Is Brian's father Murry Wilson made out to be worse than he was?

Murry was a prick. He was awful. I'm so glad he wasn't my father. He definitely did some damage. Carl's gotten a grip on life but Dennis sure didn't. He kind of lost his grip.

So he was really kind of a tyrant?

Oh, definitely. Very abusive and gruff and terrifying and intimidating and negative. Stuff like, "You guys don't know what you're doing." Those kind of remarks. Very unsupportive. However, he was an aspiring songwriter and he knew that there was a value to songs. I didn't even know what publishing was when we started out. I wasn't from a show business background. My dad was a sheet metal worker and my mom was a housewife. All I knew was that I liked to sing and that I could make up words. I wrote my first song when I was maybe 10 years old.

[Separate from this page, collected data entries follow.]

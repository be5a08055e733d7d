use std::time::{Duration, Instant};

use uuid::Uuid;

/// Per-query trace identity and deadline book-keeping
///
/// Created by the router when a query enters the core and threaded through
/// every stage. Each outbound call derives its own deadline from
/// [`QueryContext::remaining`] so cancellation propagates from one total
/// budget instead of stacking per-stage timeouts.
#[derive(Debug, Clone)]
pub struct QueryContext {
    correlation_id: Uuid,
    started: Instant,
    deadline: Instant,
}

impl QueryContext {
    /// Open a fresh trace with the given total wall-clock budget
    pub fn new(budget: Duration) -> Self {
        let started = Instant::now();
        Self {
            correlation_id: Uuid::new_v4(),
            started,
            deadline: started + budget,
        }
    }

    pub const fn correlation_id(&self) -> Uuid {
        self.correlation_id
    }

    /// Time spent since the query entered the core
    pub fn elapsed(&self) -> Duration {
        self.started.elapsed()
    }

    /// Budget left for outbound work, `None` once the deadline has fired
    pub fn remaining(&self) -> Option<Duration> {
        let now = Instant::now();
        if now < self.deadline {
            Some(self.deadline - now)
        } else {
            None
        }
    }

    /// Whether the total budget is exhausted
    pub fn expired(&self) -> bool {
        self.remaining().is_none()
    }
}
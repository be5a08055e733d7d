//! Prompt assembly for grounded synthesis

use crate::vector::ScoredChunk;

/// Pins the model to the retrieved context; anything else is a bug
pub const SYSTEM_PROMPT: &str = "You answer questions for a travel marketplace using ONLY the \
provided context chunks. Cite the chunk tags (like [S1]) for every claim you make. If the \
context does not contain the answer, say you don't know. Never invent numbers, prices, or \
policies that are not in the context.";

/// Stable citation tag for chunk `index` (0-based)
pub fn citation_tag(index: usize) -> String {
    format!("[S{}]", index + 1)
}

/// Query plus tagged chunks, highest score first
pub fn build_user_prompt(query: &str, chunks: &[ScoredChunk]) -> String {
    let mut prompt = String::with_capacity(query.len() + chunks.iter().map(|c| c.text.len() + 32).sum::<usize>());

    prompt.push_str("Question: ");
    prompt.push_str(query);
    prompt.push_str("\n\nContext:\n");

    for (index, chunk) in chunks.iter().enumerate() {
        prompt.push_str(&citation_tag(index));
        prompt.push_str(" (source: ");
        prompt.push_str(&chunk.source_id);
        prompt.push_str(")\n");
        prompt.push_str(&chunk.text);
        prompt.push_str("\n\n");
    }

    prompt
}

Then Murry Wilson had some good qualities.

He was very good at promoting, getting radio stations to play our records. He was very smart and clever about it. He would have us go out and do hops and events where a DJ would make a couple hundred bucks and we would make a couple hundred bucks. And the DJ, since he made some money, he'd be playing our records for the next six months till we did it again. So we built a real good foundation doing that kind of thing not only in Southern California but all around the country until we got a momentum going.

Have you been in touch with Brian?

No. He's paranoid. We tried to have a board meeting and he was supposed to show up and he didn't come.

Were you disappointed when Brian would collaborate with other lyricists like Van Dyke Parks, Tony Asher and Roger Christian?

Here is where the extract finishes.